The risk of falling debris actually killing someone pales in comparison to the risks of it perhaps doing more damage onboard the aircraft. A loose part near/inside an engine is no longer doing its job and could cause more damage where it is. And the ground is a big place. Drop a random pin in google maps. Then zoom in to see if it is actually on someone's head. This is lottery odds territory.
Objects drop from aircraft all the time, daily. It isn't generally newsworthy unless part of a larger story. And even then, only if the object is found and recognized as being from an aircraft. Small rocks also fall daily from space, probably more by weight than aircraft-related objects, yet virtually nobody ever gets hit by space rocks.
To add to that, 100 tons of spacerocks hit eath every day. I dont think 100 tons of parts fall of airliners daily.
That being said, there was a russian spacecraft that disintegrated and hit someone house, in the middle of siberia bo less. So it does happen, but its freak ecen3ts territory.
Oh, if you are going to include manmade space-related objects there have been many deaths. Dig into how many Chinese rocket stages have landed on villages. If we include such things as "aviation" I would retract my above statements re debris. Rockets do sometimes fall on people.
"It has happened many times before, including most infamously in 1996 when a Long March 3B rocket veered off course shortly after a launch and crashed into a village. Chinese officials reported six dead from the accident, although Western sources have speculated that hundreds of Chinese citizens may have died in the accident."
I didnt. I only said that rockets sometime crash on people and gave an example. Nobody is comparing countries in this thread. Aviation is about as international as any industry can be.
False equivalency. 100 T of diffuse material reaching Earth, likely burning up, isn't the same as or even remotely comparable to parts falling off aircraft due to man-made negligence.

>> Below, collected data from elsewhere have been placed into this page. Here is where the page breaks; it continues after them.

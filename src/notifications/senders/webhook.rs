use async_trait::async_trait;
use reqwest::{Client, Method, header};
use std::collections::HashMap;
use tera::{Context, Tera};

use super::{NotificationSender, SenderError};
use crate::notifications::models::ChannelConfig;

/// Pushes alerts to an arbitrary HTTP endpoint.
pub struct WebhookSender {
    client: Client,
}

impl Default for WebhookSender {
    fn default() -> Self {
        Self::new(Client::new())
    }
}

impl WebhookSender {
    pub fn new(client: Client) -> Self {
        Self { client }
    }
}

fn parse_method(method: &str) -> Result<Method, SenderError> {
    match method.to_uppercase().as_str() {
        "POST" => Ok(Method::POST),
        "GET" => Ok(Method::GET),
        _ => Err(SenderError::InvalidConfiguration(format!(
            "Unsupported HTTP method: {method}"
        ))),
    }
}

/// Renders the POST body; without a template the plain message is wrapped as `{"text": ...}`.
fn render_body(
    body_template: Option<&str>,
    message: &str,
    context: &HashMap<String, String>,
) -> Result<String, SenderError> {
    let Some(template) = body_template else {
        return Ok(serde_json::json!({ "text": message }).to_string());
    };
    let mut tera_context = Context::new();
    for (key, value) in context {
        tera_context.insert(key, value);
    }
    tera_context.insert("message", message);
    Tera::one_off(template, &tera_context, false)
        .map_err(|e| SenderError::TemplatingError(e.to_string()))
}

fn build_headers(headers: &HashMap<String, String>) -> Result<header::HeaderMap, SenderError> {
    let mut header_map = header::HeaderMap::new();
    for (key, value) in headers {
        let header_name = header::HeaderName::from_bytes(key.as_bytes())
            .map_err(|e| SenderError::InvalidConfiguration(format!("Invalid header name: {e}")))?;
        let header_value = header::HeaderValue::from_str(value)
            .map_err(|e| SenderError::InvalidConfiguration(format!("Invalid header value: {e}")))?;
        header_map.insert(header_name, header_value);
    }
    Ok(header_map)
}

#[async_trait]
impl NotificationSender for WebhookSender {
    async fn send(
        &self,
        config: &ChannelConfig,
        message: &str,
        context: &HashMap<String, String>,
    ) -> Result<(), SenderError> {
        let ChannelConfig::Webhook {
            url,
            method,
            headers,
            body_template,
        } = config
        else {
            return Err(SenderError::InvalidConfiguration(
                "Expected Webhook config, but found a different type.".to_string(),
            ));
        };

        let http_method = parse_method(method)?;
        let mut request_builder = self.client.request(http_method.clone(), url);

        if let Some(h) = headers {
            request_builder = request_builder.headers(build_headers(h)?);
        }

        if http_method == Method::POST {
            let rendered_body = render_body(body_template.as_deref(), message, context)?;
            request_builder = request_builder
                .header(header::CONTENT_TYPE, "application/json")
                .body(rendered_body);
        }

        let response = request_builder.send().await?;
        let status = response.status();

        if !status.is_success() {
            let error_body = response
                .text()
                .await
                .unwrap_or_else(|_| "Failed to read error body".to_string());
            return Err(SenderError::SendFailed(format!(
                "Webhook returned non-success status: {status}. Body: {error_body}"
            )));
        }

        Ok(())
    }
}
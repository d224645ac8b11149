use serde::Deserialize;
use std::fs;
use std::path::Path;
use std::time::Duration;
use thiserror::Error;
use tracing::info;

use crate::monitor::MAX_WAIT_SECS;
use crate::notifications::models::ChannelConfig;

#[derive(Error, Debug)]
pub enum ConfigError {
    #[error("Failed to read config file at {path}: {source}")]
    Read {
        path: String,
        source: std::io::Error,
    },
    #[error("Failed to parse TOML from config file at {path}: {source}")]
    Parse {
        path: String,
        source: toml::de::Error,
    },
    #[error("Failed to load config from environment: {0}")]
    Env(#[from] envy::Error),
    #[error("Invalid configuration: {0}")]
    Invalid(String),
}

#[derive(Debug, Clone, PartialEq)]
pub struct MonitorConfig {
    /// Lower bound of the wait between checks, in seconds.
    pub min_wait_secs: u64,
    /// Upper bound of the wait between checks, in seconds (inclusive).
    pub max_wait_secs: u64,
    pub train_name: String,
    /// Host the check endpoint accepts booking URLs for.
    pub allowed_host: String,
    pub request_timeout_secs: u64,
    pub listen_address: String,
    pub frontend_origin: String,
    /// When set, checks are delegated to this check server instead of scraping locally.
    pub api_url: Option<String>,
    pub log_dir: String,
    pub channels: Vec<ChannelConfig>,
}

impl Default for MonitorConfig {
    fn default() -> Self {
        Self {
            min_wait_secs: 180,
            max_wait_secs: 300,
            train_name: "BENGAWAN".to_string(),
            allowed_host: "booking.kai.id".to_string(),
            request_timeout_secs: 10,
            listen_address: "0.0.0.0:8000".to_string(),
            frontend_origin: "http://localhost:5173".to_string(),
            api_url: None,
            log_dir: "logs".to_string(),
            channels: Vec::new(),
        }
    }
}

// Partial config for layering
#[derive(Deserialize, Default, Debug)]
struct PartialMonitorConfig {
    min_wait_secs: Option<u64>,
    max_wait_secs: Option<u64>,
    train_name: Option<String>,
    allowed_host: Option<String>,
    request_timeout_secs: Option<u64>,
    listen_address: Option<String>,
    frontend_origin: Option<String>,
    api_url: Option<String>,
    log_dir: Option<String>,
    #[serde(default)]
    channels: Option<Vec<ChannelConfig>>,
}

// Channels are structured, so they only come from the file.
#[derive(Deserialize, Default, Debug)]
struct EnvMonitorConfig {
    min_wait_secs: Option<u64>,
    max_wait_secs: Option<u64>,
    train_name: Option<String>,
    allowed_host: Option<String>,
    request_timeout_secs: Option<u64>,
    listen_address: Option<String>,
    frontend_origin: Option<String>,
    api_url: Option<String>,
    log_dir: Option<String>,
}

impl MonitorConfig {
    /// Loads `.env`, then layers: defaults, the TOML file (if it exists), process environment.
    pub fn load(config_path: Option<&str>) -> Result<Self, ConfigError> {
        dotenv::dotenv().ok();
        Self::load_from(config_path, std::env::vars())
    }

    pub fn load_from<I>(config_path: Option<&str>, env: I) -> Result<Self, ConfigError>
    where
        I: IntoIterator<Item = (String, String)>,
    {
        // 1. Load from file (optional)
        let file_config = match config_path {
            Some(path_str) if Path::new(path_str).exists() => {
                let contents = fs::read_to_string(path_str).map_err(|source| ConfigError::Read {
                    path: path_str.to_string(),
                    source,
                })?;
                info!(path = %path_str, "Loaded configuration file.");
                toml::from_str::<PartialMonitorConfig>(&contents).map_err(|source| {
                    ConfigError::Parse {
                        path: path_str.to_string(),
                        source,
                    }
                })?
            }
            _ => PartialMonitorConfig::default(),
        };

        // 2. Load from environment variables
        let env_config: EnvMonitorConfig = envy::from_iter(env)?;

        // 3. Merge: environment overrides file
        let defaults = MonitorConfig::default();
        let config = MonitorConfig {
            min_wait_secs: env_config
                .min_wait_secs
                .or(file_config.min_wait_secs)
                .unwrap_or(defaults.min_wait_secs),
            max_wait_secs: env_config
                .max_wait_secs
                .or(file_config.max_wait_secs)
                .unwrap_or(defaults.max_wait_secs),
            train_name: env_config
                .train_name
                .or(file_config.train_name)
                .unwrap_or(defaults.train_name),
            allowed_host: env_config
                .allowed_host
                .or(file_config.allowed_host)
                .unwrap_or(defaults.allowed_host),
            request_timeout_secs: env_config
                .request_timeout_secs
                .or(file_config.request_timeout_secs)
                .unwrap_or(defaults.request_timeout_secs),
            listen_address: env_config
                .listen_address
                .or(file_config.listen_address)
                .unwrap_or(defaults.listen_address),
            frontend_origin: env_config
                .frontend_origin
                .or(file_config.frontend_origin)
                .unwrap_or(defaults.frontend_origin),
            api_url: env_config.api_url.or(file_config.api_url),
            log_dir: env_config
                .log_dir
                .or(file_config.log_dir)
                .unwrap_or(defaults.log_dir),
            channels: file_config.channels.unwrap_or_default(),
        };

        config.validate()?;
        Ok(config)
    }

    pub fn validate(&self) -> Result<(), ConfigError> {
        if self.max_wait_secs == 0 {
            return Err(ConfigError::Invalid("max_wait_secs must be positive".to_string()));
        }
        if self.max_wait_secs > MAX_WAIT_SECS {
            return Err(ConfigError::Invalid(format!(
                "max_wait_secs ({}) must not exceed {MAX_WAIT_SECS}",
                self.max_wait_secs
            )));
        }
        if self.min_wait_secs > self.max_wait_secs {
            return Err(ConfigError::Invalid(format!(
                "min_wait_secs ({}) must not exceed max_wait_secs ({})",
                self.min_wait_secs, self.max_wait_secs
            )));
        }
        if self.train_name.trim().is_empty() {
            return Err(ConfigError::Invalid("train_name must not be empty".to_string()));
        }
        Ok(())
    }

    pub fn request_timeout(&self) -> Duration {
        Duration::from_secs(self.request_timeout_secs.max(1))
    }
}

Jettisoning honeycomb cowling sections because a particular model of engine is relatively unreliable, through design, manufacturing, or maintenance, isn't an excuse for not fixing it or not using a better engine if it cannot be fixed economically.
Could you proofread and type correctly so we understand what you're saying? I can't read all of what you're saying.
"Bad things will always happen" is a despicable shrug mentality. Bad things happen when people don't have their acts together in design, engineering, manufacturing, maintenance, and operation. The failure rates should be striving for zero, unlike the stunts Boeing has pulled on 737NG, MAX, and the 787.
Totally agree with you on the recent laxness in design and the regulatory capture that allowed it. But treating zero as a feasible goal is unrealistic. I've done code inspections for safety of flight code and making sure you have 100% coverage and branch coverage not just in the high level code but in assembler still doesn't get everything. You try to make sure that redundancy saves you (seriously boeing!) But common mode errors and just human fallibility to see all the possibilities mean we miss stuff. And all this is so much easier in software than in mechanical designs where redundancy sometimes just isn't doable. We shouldn't give up best practices, but we shouldn't have unreasonable expectations of them either. And not every engineering failure implies a failure in engineering process.
I wanted to clarify my last statement. Even when best practices are followed bad stuff happens, and that doesn't necessarily mean best practices need to change.
Of course not. Make improvements rather than knowingly shove-in bad Ducommun parts on the line or crappy MCAS. Also, hold manufacturers responsible when they take cost-shortcuts, sacrifice safety, and kill people. Boeing routinely gets a slap for doing so since it's also considered a strategic defense contractor, part of the MIC that greases palms in DC.